§ ASSIGNMENT:
Read the records beneath this task and copy every line that contains the string "const".

Collected data
%%
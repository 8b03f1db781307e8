pub type TextureId = u32;

#[derive(Debug, Clone, Copy, PartialEq, Eq)]
#[cfg_attr(feature = "serde-serialization", derive(Deserialize, Serialize))]
pub enum TextureTarget {
    Texture2D,
    // GL_TEXTURE_RECTANGLE, addressed in texels rather than normalized coordinates.
    Rectangle,
}

// The scene texture submitted by the host plus the per-eye UV bounds
// (x, y, width, height) within it.
#[derive(Debug, Clone, Copy, PartialEq)]
#[cfg_attr(feature = "serde-serialization", derive(Deserialize, Serialize))]
pub struct VRLayer {
    pub texture_id: TextureId,
    pub texture_target: TextureTarget,
    pub texture_size: (u32, u32),
    pub left_bounds: [f32; 4],
    pub right_bounds: [f32; 4],
}

impl Default for VRLayer {
    fn default() -> VRLayer {
        VRLayer {
            texture_id: 0,
            texture_target: TextureTarget::Rectangle,
            texture_size: (0, 0),
            left_bounds: [0.0, 0.0, 0.5, 1.0],
            right_bounds: [0.5, 0.0, 0.5, 1.0],
        }
    }
}

impl VRLayer {
    pub fn new(texture_id: TextureId, width: u32, height: u32) -> VRLayer {
        VRLayer {
            texture_id: texture_id,
            texture_size: (width, height),
            ..VRLayer::default()
        }
    }

    pub fn with_target(self, target: TextureTarget) -> VRLayer {
        VRLayer {
            texture_target: target,
            ..self
        }
    }
}
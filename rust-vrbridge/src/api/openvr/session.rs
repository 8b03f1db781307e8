use super::runtime::*;
use crate::runtime_registry::{RuntimeLease, RuntimeRegistry};
use crate::utils;
use crate::{ConfigureError, ConnectError, DriverKind, DriverSession, DriverSessionCreator, EyeDescriptor,
            FrameBufferDescriptor, FrameTrackingSnapshot, SessionError, SubmitError, TextureBridge,
            TrackedDevicePose, VRButton, VRControllerInput, VRDeviceInfo, VREye, VRFieldOfView, VRLayer,
            VRSessionEvent};
use std::sync::Arc;

// EVRButtonId values used by the controller mapping.
const BUTTON_APPLICATION_MENU: u32 = 1;
const BUTTON_GRIP: u32 = 2;
const BUTTON_TOUCHPAD: u32 = 32;
const BUTTON_TRIGGER: u32 = 33;

pub struct OpenVRSessionCreator<R> {
    runtime: R,
    registry: Arc<RuntimeRegistry>,
}

impl<R: OpenVRRuntime + Clone + 'static> OpenVRSessionCreator<R> {
    pub fn new(runtime: R, registry: Arc<RuntimeRegistry>) -> Box<dyn DriverSessionCreator> {
        Box::new(OpenVRSessionCreator {
            runtime: runtime,
            registry: registry,
        })
    }
}

impl<R: OpenVRRuntime + Clone + 'static> DriverSessionCreator for OpenVRSessionCreator<R> {
    fn kind(&self) -> DriverKind {
        DriverKind::OpenVR
    }

    fn new_session(&self) -> Box<dyn DriverSession> {
        Box::new(OpenVRSession::new(self.runtime.clone(), self.registry.clone()))
    }
}

// OpenVR driver session
pub struct OpenVRSession<R: OpenVRRuntime> {
    runtime: R,
    registry: Arc<RuntimeRegistry>,
    lease: Option<RuntimeLease>,
    device_info: Option<VRDeviceInfo>,
    descriptor: Option<FrameBufferDescriptor>,
    // Filled in place by wait_get_poses every frame.
    poses: [OpenVRTrackedPose; MAX_TRACKED_DEVICES],
    // Last valid head pose, kept while another application has focus.
    head: Option<TrackedDevicePose>,
}

impl<R: OpenVRRuntime> OpenVRSession<R> {
    pub fn new(runtime: R, registry: Arc<RuntimeRegistry>) -> OpenVRSession<R> {
        OpenVRSession {
            runtime: runtime,
            registry: registry,
            lease: None,
            device_info: None,
            descriptor: None,
            poses: [OpenVRTrackedPose::default(); MAX_TRACKED_DEVICES],
            head: None,
        }
    }

    pub fn runtime(&self) -> &R {
        &self.runtime
    }

    fn fetch_device_info(&self) -> VRDeviceInfo {
        let index = HMD_DEVICE_INDEX;
        let (width, height) = self.runtime.recommended_render_target_size();
        let mut info = VRDeviceInfo::new(DriverKind::OpenVR);
        info.name = self.runtime.string_property(index, StringProperty::ModelNumber).unwrap_or_default();
        info.serial = self.runtime.string_property(index, StringProperty::SerialNumber).unwrap_or_default();
        info.firmware = self.runtime.string_property(index, StringProperty::FirmwareVersion).unwrap_or_default();
        info.render_width = width * 2;
        info.render_height = height;
        info.refresh_rate = self.runtime.float_property(index, FloatProperty::DisplayFrequency);
        info
    }

    fn eye_descriptor(&self, eye: VREye) -> EyeDescriptor {
        let raw = self.runtime.projection_raw(eye);
        // OpenVR returns clipping plane coordinates in raw tangent units,
        // with the top plane negative.
        let fov = VRFieldOfView::from_tangents(-raw.top, raw.right, raw.bottom, -raw.left);
        let pose = utils::matrix34_to_pose(&self.runtime.eye_to_head_transform(eye));
        EyeDescriptor::new(eye, pose, fov)
    }

    fn drain_events(&mut self, events: &mut Vec<VRSessionEvent>) -> Result<(), SessionError> {
        while let Some(event) = self.runtime.poll_next_event() {
            match event {
                OpenVREvent::Quit => return Err(SessionError::ShouldQuit),
                OpenVREvent::TrackedDeviceDeactivated(HMD_DEVICE_INDEX) => return Err(SessionError::DisplayLost),
                OpenVREvent::IpdChanged | OpenVREvent::ChaperoneDataHasChanged => {
                    events.push(VRSessionEvent::ConfigurationChanged);
                }
                OpenVREvent::DashboardActivated => events.push(VRSessionEvent::Blur),
                OpenVREvent::DashboardDeactivated => events.push(VRSessionEvent::Focus),
                OpenVREvent::TrackedDeviceUserInteractionStarted(HMD_DEVICE_INDEX) => {
                    events.push(VRSessionEvent::Mounted);
                }
                OpenVREvent::TrackedDeviceUserInteractionEnded(HMD_DEVICE_INDEX) => {
                    events.push(VRSessionEvent::Unmounted);
                }
                OpenVREvent::SeatedZeroPoseReset => events.push(VRSessionEvent::Recentered),
                _ => {}
            }
        }
        Ok(())
    }

    fn controller_input(&self, index: u32) -> Option<VRControllerInput> {
        let state = self.runtime.controller_state(index)?;
        let buttons = [BUTTON_TRIGGER, BUTTON_GRIP, BUTTON_TOUCHPAD, BUTTON_APPLICATION_MENU]
            .iter()
            .map(|id| VRButton::from_masks(button_mask(*id), state.button_pressed, state.button_touched))
            .collect();
        let trackpad = state.axis[0];
        // Analog trigger data is in only the X axis
        let trigger = state.axis[1][0];
        Some(VRControllerInput {
            buttons: buttons,
            axes: vec![trackpad[0], trackpad[1], trigger],
        })
    }
}

impl<R: OpenVRRuntime> DriverSession for OpenVRSession<R> {
    fn kind(&self) -> DriverKind {
        DriverKind::OpenVR
    }

    fn check_availability(&mut self) -> bool {
        self.runtime.is_runtime_installed() && self.runtime.is_hmd_present()
    }

    fn connect(&mut self) -> Result<VRDeviceInfo, ConnectError> {
        if let Some(ref info) = self.device_info {
            return Ok(info.clone());
        }

        let runtime = &self.runtime;
        let lease = self.registry
            .acquire(DriverKind::OpenVR, || runtime.init())
            .map_err(|message| ConnectError::Runtime {
                driver: DriverKind::OpenVR,
                message: message,
            })?;

        if !runtime.compositor_available() {
            error!("Error initializing OpenVR compositor");
            lease.release(|| runtime.shutdown());
            return Err(ConnectError::Runtime {
                driver: DriverKind::OpenVR,
                message: "compositor unavailable".into(),
            });
        }

        let info = self.fetch_device_info();
        info!("OpenVR session started on {} ({})", info.name, info.serial);
        self.lease = Some(lease);
        self.device_info = Some(info.clone());
        Ok(info)
    }

    fn disconnect(&mut self) {
        self.descriptor = None;
        self.device_info = None;
        if let Some(lease) = self.lease.take() {
            let runtime = &self.runtime;
            lease.release(|| runtime.shutdown());
            info!("OpenVR session ended");
        }
    }

    fn is_connected(&self) -> bool {
        self.lease.is_some()
    }

    fn configure(&mut self) -> Result<FrameBufferDescriptor, ConfigureError> {
        if !self.is_connected() {
            return Err(ConfigureError::NotConnected);
        }
        let (width, height) = self.runtime.recommended_render_target_size();
        if width == 0 || height == 0 {
            return Err(ConfigureError::Runtime(format!("recommended render target size is {}x{}", width, height)));
        }
        let descriptor = FrameBufferDescriptor {
            width: width * 2,
            height: height,
            eyes: [self.eye_descriptor(VREye::Left), self.eye_descriptor(VREye::Right)],
        };
        self.descriptor = Some(descriptor);
        Ok(descriptor)
    }

    fn poll_frame(&mut self) -> Result<FrameTrackingSnapshot, SessionError> {
        if !self.is_connected() {
            return Err(SessionError::Runtime("session is not connected".into()));
        }

        let mut snapshot = FrameTrackingSnapshot::default();
        self.drain_events(&mut snapshot.events)?;

        match self.runtime.wait_get_poses(&mut self.poses) {
            Ok(()) => {}
            // Another scene application has focus; keep the last poses.
            Err(CompositorError::DoNotHaveFocus) => {}
            Err(e) => return Err(SessionError::Runtime(format!("WaitGetPoses failed: {:?}", e))),
        }

        let hmd = &self.poses[HMD_DEVICE_INDEX as usize];
        if !hmd.device_is_connected {
            return Err(SessionError::DeviceRemoved);
        }
        if hmd.pose_is_valid {
            self.head = Some(tracked_pose(hmd));
        }
        snapshot.head = self.head.clone();

        for index in 1..MAX_TRACKED_DEVICES as u32 {
            let pose = &self.poses[index as usize];
            if !pose.device_is_connected || !pose.pose_is_valid {
                continue;
            }
            match self.runtime.device_class(index) {
                DeviceClass::Controller => {
                    let hand = match self.runtime.controller_role(index) {
                        ControllerRole::LeftHand => 0,
                        ControllerRole::RightHand => 1,
                        ControllerRole::Invalid => continue,
                    };
                    let mut device = tracked_pose(pose);
                    device.input = self.controller_input(index);
                    snapshot.hands[hand] = Some(device);
                }
                DeviceClass::GenericTracker => snapshot.trackers.push(tracked_pose(pose)),
                _ => {}
            }
        }

        if let (Some(descriptor), Some(head)) = (self.descriptor.as_ref(), snapshot.head.as_ref()) {
            let head = &head.pose;
            let eye = |d: &EyeDescriptor| EyeDescriptor::new(d.eye, utils::compose(head, &d.pose), d.field_of_view);
            snapshot.eyes = Some([eye(&descriptor.eyes[0]), eye(&descriptor.eyes[1])]);
        }

        snapshot.timestamp = utils::timestamp();
        Ok(snapshot)
    }

    fn submit_frame(&mut self, bridge: &mut dyn TextureBridge, layer: &VRLayer) -> Result<(), SubmitError> {
        if !self.is_connected() {
            return Err(SubmitError::NotConnected);
        }
        if self.descriptor.is_none() {
            return Err(SubmitError::NotConfigured);
        }

        let (texture, width, height) = bridge.local_texture()?;
        bridge.copy_in(layer, texture, (width, height), false)?;

        let bounds = [TextureBounds::from_layer_bounds(&layer.left_bounds),
                      TextureBounds::from_layer_bounds(&layer.right_bounds)];
        for eye in &VREye::BOTH {
            self.runtime
                .submit(*eye, texture, &bounds[eye.index()])
                .map_err(|e| SubmitError::Rejected(format!("{:?}", e)))?;
        }
        self.runtime.post_present_handoff();
        Ok(())
    }

    fn recenter(&mut self) {
        if self.is_connected() {
            self.runtime.reset_seated_zero_pose();
        }
    }
}

impl<R: OpenVRRuntime> Drop for OpenVRSession<R> {
    fn drop(&mut self) {
        self.disconnect();
    }
}

fn tracked_pose(pose: &OpenVRTrackedPose) -> TrackedDevicePose {
    TrackedDevicePose {
        pose: utils::matrix34_to_pose(&pose.device_to_absolute),
        linear_velocity: Some(pose.velocity),
        angular_velocity: Some(pose.angular_velocity),
        input: None,
    }
}

#[inline]
fn button_mask(id: u32) -> u64 {
    1u64 << id
}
%%
§ SOLUTION:
const BUTTON_APPLICATION_MENU: u32 = 1;
const BUTTON_GRIP: u32 = 2;
const BUTTON_TOUCHPAD: u32 = 32;
const BUTTON_TRIGGER: u32 = 33;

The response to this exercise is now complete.